## Problem description
Between the line containing "let tuning: Tuning" and the line containing "if self.entity_count == 0" lies a run of lines; give that run again exactly, with both of those lines, and nothing else from the entries below.

## The input

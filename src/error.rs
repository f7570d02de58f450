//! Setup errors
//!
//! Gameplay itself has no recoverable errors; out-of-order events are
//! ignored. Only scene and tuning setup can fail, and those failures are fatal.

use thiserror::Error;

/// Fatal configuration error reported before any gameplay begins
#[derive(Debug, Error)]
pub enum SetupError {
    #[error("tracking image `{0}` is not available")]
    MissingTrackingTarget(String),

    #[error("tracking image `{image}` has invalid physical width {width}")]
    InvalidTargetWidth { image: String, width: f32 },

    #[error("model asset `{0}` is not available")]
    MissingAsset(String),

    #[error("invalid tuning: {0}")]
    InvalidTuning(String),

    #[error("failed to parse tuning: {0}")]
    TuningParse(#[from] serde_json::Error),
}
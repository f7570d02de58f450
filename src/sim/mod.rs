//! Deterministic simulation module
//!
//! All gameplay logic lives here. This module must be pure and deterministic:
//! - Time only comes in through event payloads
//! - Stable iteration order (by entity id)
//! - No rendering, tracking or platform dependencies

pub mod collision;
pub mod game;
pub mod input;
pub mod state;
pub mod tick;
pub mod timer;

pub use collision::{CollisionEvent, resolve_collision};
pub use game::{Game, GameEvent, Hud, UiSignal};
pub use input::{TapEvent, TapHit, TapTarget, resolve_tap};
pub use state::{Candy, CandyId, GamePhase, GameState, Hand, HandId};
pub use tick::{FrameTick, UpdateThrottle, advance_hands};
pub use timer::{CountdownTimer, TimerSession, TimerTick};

--

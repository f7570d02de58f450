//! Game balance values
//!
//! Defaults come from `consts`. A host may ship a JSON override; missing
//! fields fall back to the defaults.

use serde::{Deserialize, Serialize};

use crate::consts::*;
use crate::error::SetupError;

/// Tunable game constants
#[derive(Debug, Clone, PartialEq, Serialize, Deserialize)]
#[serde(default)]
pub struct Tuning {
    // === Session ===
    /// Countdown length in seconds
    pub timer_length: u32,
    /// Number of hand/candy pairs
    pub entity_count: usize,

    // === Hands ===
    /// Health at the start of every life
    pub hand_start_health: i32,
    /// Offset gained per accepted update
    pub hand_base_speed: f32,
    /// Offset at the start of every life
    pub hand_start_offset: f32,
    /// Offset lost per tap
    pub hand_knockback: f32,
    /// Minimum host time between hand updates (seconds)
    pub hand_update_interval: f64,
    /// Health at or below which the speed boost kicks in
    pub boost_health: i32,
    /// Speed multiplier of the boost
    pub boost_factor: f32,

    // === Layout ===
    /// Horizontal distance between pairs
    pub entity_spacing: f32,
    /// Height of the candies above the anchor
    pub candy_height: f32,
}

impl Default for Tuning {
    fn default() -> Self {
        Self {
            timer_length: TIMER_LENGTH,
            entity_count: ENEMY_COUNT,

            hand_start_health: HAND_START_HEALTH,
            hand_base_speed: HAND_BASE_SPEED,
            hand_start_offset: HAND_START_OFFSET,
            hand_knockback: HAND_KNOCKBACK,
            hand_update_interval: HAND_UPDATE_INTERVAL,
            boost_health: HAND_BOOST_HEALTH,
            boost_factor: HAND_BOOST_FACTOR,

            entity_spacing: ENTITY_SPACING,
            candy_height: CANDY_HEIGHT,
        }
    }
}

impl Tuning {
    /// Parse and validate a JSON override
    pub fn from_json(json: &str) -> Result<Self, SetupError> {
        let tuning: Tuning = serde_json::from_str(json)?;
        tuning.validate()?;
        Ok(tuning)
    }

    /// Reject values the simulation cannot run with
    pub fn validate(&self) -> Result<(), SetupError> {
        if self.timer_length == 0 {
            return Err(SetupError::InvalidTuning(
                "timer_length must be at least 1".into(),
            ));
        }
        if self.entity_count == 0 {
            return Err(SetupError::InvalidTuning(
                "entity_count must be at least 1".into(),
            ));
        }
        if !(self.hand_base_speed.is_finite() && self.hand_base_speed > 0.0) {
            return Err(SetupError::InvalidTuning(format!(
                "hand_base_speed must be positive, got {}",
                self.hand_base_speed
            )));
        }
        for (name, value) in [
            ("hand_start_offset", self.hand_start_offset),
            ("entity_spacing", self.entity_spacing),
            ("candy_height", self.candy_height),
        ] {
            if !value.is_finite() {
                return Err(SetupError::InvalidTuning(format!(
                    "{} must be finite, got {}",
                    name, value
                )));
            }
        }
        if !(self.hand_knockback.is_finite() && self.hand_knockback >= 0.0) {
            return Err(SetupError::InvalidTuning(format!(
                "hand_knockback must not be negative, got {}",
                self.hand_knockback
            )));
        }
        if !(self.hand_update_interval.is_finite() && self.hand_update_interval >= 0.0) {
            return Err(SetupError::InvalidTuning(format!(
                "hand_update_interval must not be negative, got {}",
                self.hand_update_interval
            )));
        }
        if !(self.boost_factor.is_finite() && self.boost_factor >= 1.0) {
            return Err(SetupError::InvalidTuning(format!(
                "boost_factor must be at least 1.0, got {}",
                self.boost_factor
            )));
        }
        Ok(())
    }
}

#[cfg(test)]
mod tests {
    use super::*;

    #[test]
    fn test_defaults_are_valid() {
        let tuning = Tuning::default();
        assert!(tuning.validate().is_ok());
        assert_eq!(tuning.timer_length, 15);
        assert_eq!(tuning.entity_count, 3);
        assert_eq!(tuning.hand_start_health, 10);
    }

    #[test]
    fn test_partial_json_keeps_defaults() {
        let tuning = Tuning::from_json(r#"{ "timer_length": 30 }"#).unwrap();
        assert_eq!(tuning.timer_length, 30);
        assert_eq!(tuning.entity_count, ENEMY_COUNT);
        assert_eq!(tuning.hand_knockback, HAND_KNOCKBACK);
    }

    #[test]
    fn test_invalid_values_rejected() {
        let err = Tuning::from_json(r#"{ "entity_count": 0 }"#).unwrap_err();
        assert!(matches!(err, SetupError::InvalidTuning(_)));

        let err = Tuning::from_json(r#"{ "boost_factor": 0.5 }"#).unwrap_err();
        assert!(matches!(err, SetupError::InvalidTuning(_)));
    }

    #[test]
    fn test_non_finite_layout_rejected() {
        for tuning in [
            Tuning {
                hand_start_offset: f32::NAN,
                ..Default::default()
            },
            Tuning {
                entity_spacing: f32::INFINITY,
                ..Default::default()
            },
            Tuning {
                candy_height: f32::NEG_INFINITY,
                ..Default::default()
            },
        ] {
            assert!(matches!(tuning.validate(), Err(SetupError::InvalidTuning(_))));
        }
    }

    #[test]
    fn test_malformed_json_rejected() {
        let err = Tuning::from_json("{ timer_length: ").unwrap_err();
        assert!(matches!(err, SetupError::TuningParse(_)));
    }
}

## Response to the task
        let tuning: Tuning = serde_json::from_str(json)?;
        tuning.validate()?;
        Ok(tuning)
    }

    /// Reject values the simulation cannot run with
    pub fn validate(&self) -> Result<(), SetupError> {
        if self.timer_length == 0 {
            return Err(SetupError::InvalidTuning(
                "timer_length must be at least 1".into(),
            ));
        }
        if self.entity_count == 0 {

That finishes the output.